Collected data entries

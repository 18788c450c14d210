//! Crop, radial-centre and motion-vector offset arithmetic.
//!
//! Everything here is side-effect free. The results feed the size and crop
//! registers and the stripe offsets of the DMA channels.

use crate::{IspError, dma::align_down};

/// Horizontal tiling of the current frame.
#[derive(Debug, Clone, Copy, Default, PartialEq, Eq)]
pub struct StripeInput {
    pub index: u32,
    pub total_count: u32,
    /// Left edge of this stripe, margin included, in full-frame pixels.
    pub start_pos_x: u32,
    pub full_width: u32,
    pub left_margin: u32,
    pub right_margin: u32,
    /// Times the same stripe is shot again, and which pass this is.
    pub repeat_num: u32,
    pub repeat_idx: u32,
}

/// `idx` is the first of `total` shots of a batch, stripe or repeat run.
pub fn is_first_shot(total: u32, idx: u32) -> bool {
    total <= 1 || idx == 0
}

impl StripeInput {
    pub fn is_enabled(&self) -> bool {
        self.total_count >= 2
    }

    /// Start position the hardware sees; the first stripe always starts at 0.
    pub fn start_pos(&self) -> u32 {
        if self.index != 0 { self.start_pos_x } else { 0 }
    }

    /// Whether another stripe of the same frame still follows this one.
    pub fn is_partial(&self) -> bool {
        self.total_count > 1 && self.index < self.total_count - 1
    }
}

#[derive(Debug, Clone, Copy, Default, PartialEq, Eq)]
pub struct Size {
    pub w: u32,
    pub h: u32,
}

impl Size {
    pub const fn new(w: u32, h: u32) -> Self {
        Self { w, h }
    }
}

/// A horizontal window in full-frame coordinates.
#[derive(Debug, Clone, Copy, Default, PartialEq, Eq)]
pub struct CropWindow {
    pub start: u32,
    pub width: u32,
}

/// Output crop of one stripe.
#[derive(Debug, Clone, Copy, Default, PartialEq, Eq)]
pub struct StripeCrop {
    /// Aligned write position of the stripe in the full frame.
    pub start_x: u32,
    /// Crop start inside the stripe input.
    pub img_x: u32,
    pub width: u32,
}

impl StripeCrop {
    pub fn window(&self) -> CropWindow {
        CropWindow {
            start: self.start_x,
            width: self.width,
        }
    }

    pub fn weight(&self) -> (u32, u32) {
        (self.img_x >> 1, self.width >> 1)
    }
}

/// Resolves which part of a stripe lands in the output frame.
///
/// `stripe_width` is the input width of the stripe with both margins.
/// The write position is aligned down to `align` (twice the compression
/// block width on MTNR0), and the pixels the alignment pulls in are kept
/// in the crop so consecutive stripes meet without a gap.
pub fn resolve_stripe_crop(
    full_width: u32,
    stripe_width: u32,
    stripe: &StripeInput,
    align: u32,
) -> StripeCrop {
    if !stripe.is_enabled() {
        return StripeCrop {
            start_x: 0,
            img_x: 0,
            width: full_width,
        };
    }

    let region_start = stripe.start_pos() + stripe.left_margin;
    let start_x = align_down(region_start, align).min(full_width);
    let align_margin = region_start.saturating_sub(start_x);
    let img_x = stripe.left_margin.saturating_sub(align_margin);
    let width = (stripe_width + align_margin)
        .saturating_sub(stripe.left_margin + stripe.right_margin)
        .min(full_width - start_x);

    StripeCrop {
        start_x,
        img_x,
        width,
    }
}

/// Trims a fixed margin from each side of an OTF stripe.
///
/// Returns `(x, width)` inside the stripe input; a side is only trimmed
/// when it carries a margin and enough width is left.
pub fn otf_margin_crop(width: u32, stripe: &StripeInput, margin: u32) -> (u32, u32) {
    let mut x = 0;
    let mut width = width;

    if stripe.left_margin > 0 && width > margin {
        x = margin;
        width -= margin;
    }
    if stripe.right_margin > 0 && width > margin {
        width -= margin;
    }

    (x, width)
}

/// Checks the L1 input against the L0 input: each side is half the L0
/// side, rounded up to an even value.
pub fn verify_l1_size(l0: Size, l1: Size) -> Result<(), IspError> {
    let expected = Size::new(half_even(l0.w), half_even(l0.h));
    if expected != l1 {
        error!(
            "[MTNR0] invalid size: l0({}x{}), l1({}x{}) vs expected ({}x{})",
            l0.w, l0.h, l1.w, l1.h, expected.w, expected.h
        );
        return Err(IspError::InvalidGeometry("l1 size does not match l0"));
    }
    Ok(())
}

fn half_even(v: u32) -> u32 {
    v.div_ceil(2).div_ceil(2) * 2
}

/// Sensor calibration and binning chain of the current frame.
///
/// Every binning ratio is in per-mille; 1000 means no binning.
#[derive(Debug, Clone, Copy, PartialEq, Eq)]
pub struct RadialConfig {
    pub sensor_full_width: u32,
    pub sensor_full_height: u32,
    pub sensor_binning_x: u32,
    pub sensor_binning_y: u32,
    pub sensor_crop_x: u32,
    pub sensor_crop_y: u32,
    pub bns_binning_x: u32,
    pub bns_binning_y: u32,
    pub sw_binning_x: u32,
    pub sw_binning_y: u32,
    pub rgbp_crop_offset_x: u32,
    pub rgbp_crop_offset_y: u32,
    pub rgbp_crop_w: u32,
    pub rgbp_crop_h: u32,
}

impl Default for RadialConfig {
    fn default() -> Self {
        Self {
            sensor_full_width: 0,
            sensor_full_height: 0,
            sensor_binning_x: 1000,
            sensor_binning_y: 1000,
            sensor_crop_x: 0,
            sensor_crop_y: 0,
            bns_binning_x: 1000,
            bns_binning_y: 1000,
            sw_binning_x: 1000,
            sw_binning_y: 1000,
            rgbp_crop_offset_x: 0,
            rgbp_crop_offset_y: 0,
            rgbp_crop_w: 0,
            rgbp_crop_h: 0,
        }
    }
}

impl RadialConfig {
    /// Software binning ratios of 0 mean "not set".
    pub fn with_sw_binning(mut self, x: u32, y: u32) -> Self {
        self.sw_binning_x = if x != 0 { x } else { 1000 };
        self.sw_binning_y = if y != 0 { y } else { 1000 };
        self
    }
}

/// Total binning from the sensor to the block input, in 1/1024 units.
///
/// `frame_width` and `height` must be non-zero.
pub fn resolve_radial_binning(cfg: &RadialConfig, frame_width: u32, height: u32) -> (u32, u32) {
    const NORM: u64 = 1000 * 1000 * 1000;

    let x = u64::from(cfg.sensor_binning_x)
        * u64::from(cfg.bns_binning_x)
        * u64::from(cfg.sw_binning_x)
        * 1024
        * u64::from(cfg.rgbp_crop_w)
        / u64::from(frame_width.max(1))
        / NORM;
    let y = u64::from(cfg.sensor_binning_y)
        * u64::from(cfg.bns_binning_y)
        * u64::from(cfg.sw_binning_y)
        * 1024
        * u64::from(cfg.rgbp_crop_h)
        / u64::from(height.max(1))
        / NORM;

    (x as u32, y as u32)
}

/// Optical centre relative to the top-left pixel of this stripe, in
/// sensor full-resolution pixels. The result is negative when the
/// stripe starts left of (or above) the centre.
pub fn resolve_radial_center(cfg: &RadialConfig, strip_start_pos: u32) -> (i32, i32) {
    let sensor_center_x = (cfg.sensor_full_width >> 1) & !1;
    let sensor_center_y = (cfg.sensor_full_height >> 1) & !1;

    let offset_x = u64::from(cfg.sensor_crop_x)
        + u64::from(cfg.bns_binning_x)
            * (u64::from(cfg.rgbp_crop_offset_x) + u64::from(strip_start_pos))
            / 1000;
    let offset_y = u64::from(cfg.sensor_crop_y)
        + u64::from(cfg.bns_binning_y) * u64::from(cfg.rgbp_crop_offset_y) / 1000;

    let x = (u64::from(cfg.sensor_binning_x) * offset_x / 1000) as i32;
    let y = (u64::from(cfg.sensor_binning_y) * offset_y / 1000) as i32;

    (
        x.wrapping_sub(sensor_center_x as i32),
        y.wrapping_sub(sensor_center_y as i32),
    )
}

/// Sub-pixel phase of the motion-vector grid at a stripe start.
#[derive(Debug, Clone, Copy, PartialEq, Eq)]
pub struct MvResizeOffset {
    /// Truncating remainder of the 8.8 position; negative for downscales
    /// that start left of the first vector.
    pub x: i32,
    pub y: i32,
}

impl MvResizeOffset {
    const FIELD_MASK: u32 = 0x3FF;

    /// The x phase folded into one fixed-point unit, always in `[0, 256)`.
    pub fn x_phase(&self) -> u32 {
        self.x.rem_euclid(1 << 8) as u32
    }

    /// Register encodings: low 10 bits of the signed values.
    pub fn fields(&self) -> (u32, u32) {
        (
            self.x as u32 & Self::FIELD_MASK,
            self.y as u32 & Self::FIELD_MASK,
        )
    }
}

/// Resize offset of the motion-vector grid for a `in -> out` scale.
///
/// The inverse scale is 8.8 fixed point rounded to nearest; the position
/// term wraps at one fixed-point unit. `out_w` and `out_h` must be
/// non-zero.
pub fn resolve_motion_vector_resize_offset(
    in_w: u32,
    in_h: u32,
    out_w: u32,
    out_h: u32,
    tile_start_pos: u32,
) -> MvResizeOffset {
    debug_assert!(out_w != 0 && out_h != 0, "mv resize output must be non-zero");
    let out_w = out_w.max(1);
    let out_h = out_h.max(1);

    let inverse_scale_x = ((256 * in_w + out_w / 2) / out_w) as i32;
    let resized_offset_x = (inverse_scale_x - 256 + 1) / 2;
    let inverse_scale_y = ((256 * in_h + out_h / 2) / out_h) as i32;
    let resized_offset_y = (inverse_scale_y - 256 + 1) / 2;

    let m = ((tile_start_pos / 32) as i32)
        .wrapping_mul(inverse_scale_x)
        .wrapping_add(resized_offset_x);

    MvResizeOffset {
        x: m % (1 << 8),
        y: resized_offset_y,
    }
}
* * *
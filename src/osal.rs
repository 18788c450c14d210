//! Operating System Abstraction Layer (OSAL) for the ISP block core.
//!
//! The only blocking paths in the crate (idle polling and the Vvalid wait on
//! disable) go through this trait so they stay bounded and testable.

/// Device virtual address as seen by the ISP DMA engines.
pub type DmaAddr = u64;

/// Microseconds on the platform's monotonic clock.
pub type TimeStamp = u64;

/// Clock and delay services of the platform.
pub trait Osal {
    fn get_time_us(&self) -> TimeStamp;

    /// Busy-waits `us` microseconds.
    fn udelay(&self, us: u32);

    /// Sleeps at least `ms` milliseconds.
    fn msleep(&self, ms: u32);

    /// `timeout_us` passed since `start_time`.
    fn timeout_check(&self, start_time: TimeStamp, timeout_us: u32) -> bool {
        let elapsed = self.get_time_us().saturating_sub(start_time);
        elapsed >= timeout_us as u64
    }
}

# WHAT IS NEEDED
Every line of the entries that includes "expected" must be copied into the answer.

# ANSWER FOR THE TASK
    let expected = Size::new(half_even(l0.w), half_even(l0.h));
    if expected != l1 {
            "[MTNR0] invalid size: l0({}x{}), l1({}x{}) vs expected ({}x{})",
            l0.w, l0.h, l1.w, l1.h, expected.w, expected.h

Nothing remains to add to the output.